Money is both a means of exchange and a means of preservation. Sadly, not all of us make a considerable amount each month to deal with unforeseen events. So, what should you do? Investment is your way out! This guide will take you through the popular types of investment instruments and which one you should choose.
What is Investment?
Types of investment can be described as tools used to allocate funds to generate revenue. Precisely, it is the method of generating profit from ideal laying resources by deploying them into certain financial assets.
But choosing the right type of investment instrument can be overwhelming for most people, especially if you are a beginner investor. Don’t worry! This blog talks about different types of investment options in detail. So, keep reading!
Investments can be defined as assets bought or invested in to increase wealth and set aside funds from salary or capital gains. The main goal of an investment is to generate additional revenue or to make money on the investment over a certain amount of time.
How Does The Investment Work?
One of the smartest investors of the 20th century, Warren Buffet, once said – “never depend on a single income. Invest to create a second source”.
Some people prefer to save instead of investing. But savings may not be enough to ensure constant financial stability in a dynamic society. Money sitting in lockers or a bank account may not be sufficient.
Through capital appreciation, investments may be able to help you overcome inflation. Compounding also aids in the accumulation of wealth. In fact, investing your money in the best investment options can also help you achieve future goals like buying a house, taking a foreign vacation, or planning your retirement.
The simplest way to understand how investing works is to acquire an asset for a low price and then sell it for a higher price. There are other types of investment returns, but this type is referred to as capital gain. One strategy to make money investing is to generate returns by achieving capital gains or selling assets for a profit.
Types of Investments in India
Investing is a smart way to expand your wealth. Instead of keeping your money idle in a bank account, you can put it to work and generate heavy returns.
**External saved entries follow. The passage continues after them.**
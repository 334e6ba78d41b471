//! Global configuration parsing and validation.
//!
//! Every field has a default, so running without a config file reproduces
//! the stock launcher: clone the public template, `npm install`, `npm start`.

use std::fs;
use std::path::{Path, PathBuf};

use serde::Deserialize;

use crate::models::instance_config::InstanceDefaults;
use crate::{AppError, Result};

/// Default git URL of the template application.
pub const DEFAULT_TEMPLATE_URL: &str = "https://github.com/M3264/Kord-Ai";

/// Where the template is fetched from.
#[derive(Debug, Clone, Deserialize, PartialEq, Eq)]
#[serde(tag = "kind", rename_all = "snake_case")]
pub enum TemplateConfig {
    /// Clone a git repository.
    Git {
        /// Repository URL.
        url: String,
        /// Optional branch or tag to check out.
        #[serde(default)]
        branch: Option<String>,
    },
    /// Copy a directory already present on disk.
    Local {
        /// Directory holding the template.
        path: PathBuf,
    },
}

impl Default for TemplateConfig {
    fn default() -> Self {
        Self::Git {
            url: DEFAULT_TEMPLATE_URL.into(),
            branch: None,
        }
    }
}

/// External command run inside the instance directory.
#[derive(Debug, Clone, Deserialize, PartialEq, Eq)]
#[serde(rename_all = "snake_case")]
pub struct CommandConfig {
    /// Program to execute, resolved through `PATH`.
    pub program: String,
    /// Arguments passed to the program.
    #[serde(default)]
    pub args: Vec<String>,
}

impl CommandConfig {
    /// Convenience constructor.
    #[must_use]
    pub fn new(program: &str, args: &[&str]) -> Self {
        Self {
            program: program.to_owned(),
            args: args.iter().map(|a| (*a).to_owned()).collect(),
        }
    }

    /// Printable command line used in logs and error messages.
    #[must_use]
    pub fn display(&self) -> String {
        std::iter::once(self.program.as_str())
            .chain(self.args.iter().map(String::as_str))
            .collect::<Vec<_>>()
            .join(" ")
    }
}

fn default_install() -> CommandConfig {
    CommandConfig::new("npm", &["install"])
}

fn default_start() -> CommandConfig {
    CommandConfig::new("npm", &["start"])
}

fn default_instances_root() -> PathBuf {
    PathBuf::from("instances")
}

fn default_instance_prefix() -> String {
    "instance-".into()
}

fn default_staging_root() -> PathBuf {
    std::env::temp_dir().join("session-provisioner")
}

fn default_credentials_dir() -> PathBuf {
    PathBuf::from("credentials")
}

fn default_preloaded_credentials() -> PathBuf {
    default_credentials_dir().join("preloaded.json")
}

fn default_true() -> bool {
    true
}

/// Global configuration parsed from `provisioner.toml`.
#[derive(Debug, Clone, Deserialize, PartialEq, Eq)]
#[serde(rename_all = "snake_case")]
pub struct GlobalConfig {
    /// Directory under which instance namespaces are created.
    #[serde(default = "default_instances_root")]
    pub instances_root: PathBuf,
    /// Fixed name prefix of each instance directory.
    #[serde(default = "default_instance_prefix")]
    pub instance_prefix: String,
    /// Directory holding staging checkouts and per-token lock files.
    #[serde(default = "default_staging_root")]
    pub staging_root: PathBuf,
    /// Directory holding per-session credential files.
    #[serde(default = "default_credentials_dir")]
    pub credentials_dir: PathBuf,
    /// Well-known location of an externally staged credential record.
    #[serde(default = "default_preloaded_credentials")]
    pub preloaded_credentials: PathBuf,
    /// Refuse to run while another live run holds the same token.
    #[serde(default = "default_true")]
    pub exclusive_lock: bool,
    /// Template source.
    #[serde(default)]
    pub template: TemplateConfig,
    /// Dependency install command.
    #[serde(default = "default_install")]
    pub install: CommandConfig,
    /// Runtime start command.
    #[serde(default = "default_start")]
    pub start: CommandConfig,
    /// Fixed values written alongside the identity into `config.env`.
    #[serde(default)]
    pub instance: InstanceDefaults,
}

impl Default for GlobalConfig {
    fn default() -> Self {
        Self {
            instances_root: default_instances_root(),
            instance_prefix: default_instance_prefix(),
            staging_root: default_staging_root(),
            credentials_dir: default_credentials_dir(),
            preloaded_credentials: default_preloaded_credentials(),
            exclusive_lock: true,
            template: TemplateConfig::default(),
            install: default_install(),
            start: default_start(),
            instance: InstanceDefaults::default(),
        }
    }
}

impl GlobalConfig {
    /// Load and validate configuration from a TOML file path.
    ///
    /// # Errors
    ///
    /// Returns `AppError::Config` if the file cannot be read or contains
    /// invalid TOML, or if validation fails.
    pub fn load_from_path(path: impl AsRef<Path>) -> Result<Self> {
        let raw = fs::read_to_string(path)
            .map_err(|err| AppError::Config(format!("failed to read config: {err}")))?;
        Self::from_toml_str(&raw)
    }

    /// Parse configuration from a TOML string.
    ///
    /// # Errors
    ///
    /// Returns `AppError::Config` if parsing or validation fails.
    pub fn from_toml_str(raw: &str) -> Result<Self> {
        let config: Self = toml::from_str(raw)?;
        config.validate()?;
        Ok(config)
    }

    /// Replace the template source from a CLI value.
    ///
    /// An existing directory becomes a local source; anything else is
    /// treated as a git URL.
    pub fn override_template(&mut self, value: &str) {
        let candidate = Path::new(value);
        self.template = if candidate.is_dir() {
            TemplateConfig::Local {
                path: candidate.to_path_buf(),
            }
        } else {
            TemplateConfig::Git {
                url: value.to_owned(),
                branch: None,
            }
        };
    }

    fn validate(&self) -> Result<()> {
        if self.instance_prefix.is_empty() {
            return Err(AppError::Config("instance_prefix must not be empty".into()));
        }

        for (name, command) in [("install", &self.install), ("start", &self.start)] {
            if command.program.trim().is_empty() {
                return Err(AppError::Config(format!(
                    "{name}.program must not be empty"
                )));
            }
        }

        match &self.template {
            TemplateConfig::Git { url, .. } if url.trim().is_empty() => {
                Err(AppError::Config("template.url must not be empty".into()))
            }
            _ => Ok(()),
        }
    }
}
And the sooner you start investing your money, the better it is. Choose the types of investment that suits your profile and goals and is best suited for your age.
There is many different types of investment options for each individual. Below are the most popular types of investment to choose from.
Direct equity means investing in stocks. It is the most potent investment vehicle.
When you acquire stock in a company, you purchase a portion of the company’s ownership. This way, you directly invest in the company’s expansion and development. However, to get the most of your investment, you need a lot of time and market knowledge. If you don’t have that, direct equity investing is no better than speculating.
If you plan to invest in stocks, please know that you need a Demat account and KYC authentication to purchase them.
Mutual funds have been around for years. And in recent years, they have become increasingly popular among millennials. A mutual fund is an investment vehicle that collects money from several individuals and institutional participants who share a common investment goal.
A financial professional, commonly known as a fund manager, invest in securities and assets to provide investors with the best possible returns.
Fixed deposits are a type of investment instrument offered by banks and financial institutions in which you deposit a sum for a specific period of time and earn a set rate of interest. Fixed deposits, unlike mutual funds and stocks, provide comprehensive capital protection and guaranteed returns.
But when you invest in fixed deposits, you compromise on the returns as they remain unchanged. All in all, this investment option is ideal for conservative investors.
Public Provident Fund
Public Provident Fund (PPF) is a long-term investment instrument having a 15-year lock-in period. It is provided by the Indian government, and the sovereign backs your investments. The Government of India adjusts the PPF interest rate every quarter.
The corpus removed at the end of the 15-year period is completely tax-free. After certain conditions are met, the PPF authorizes loans and partial withdrawals. Premature withdrawals are allowed if specific circumstances are met, and you can extend your investment for up to five years after it matures.
Employee Provident Fund
Another investment vehicle for retirement is the Employee Provident Fund (EPF). It allows salaried employees to benefit from Section 80C of the Income Tax Act of 1961. EPF deductions are usually a percentage of an employee’s monthly pay, with the employer matching the amount.
The withdrawn corpus from the EPF is tax-free when it matures. EPF rates are set by the Government of India every quarter, and your EPF investments are backed by the sovereign.
National Pension System
The National Pension System (NPS) is an investment that helps you save 3xtax. People who join the NPS system must continue investing in it until they retire. With NPS, you can receive better returns than those who invest in PPF or EPF. This is because NPS offers equity-based alternatives.
You must have come across this term a million times when researching the best types of investment options. But do you really understand what it means?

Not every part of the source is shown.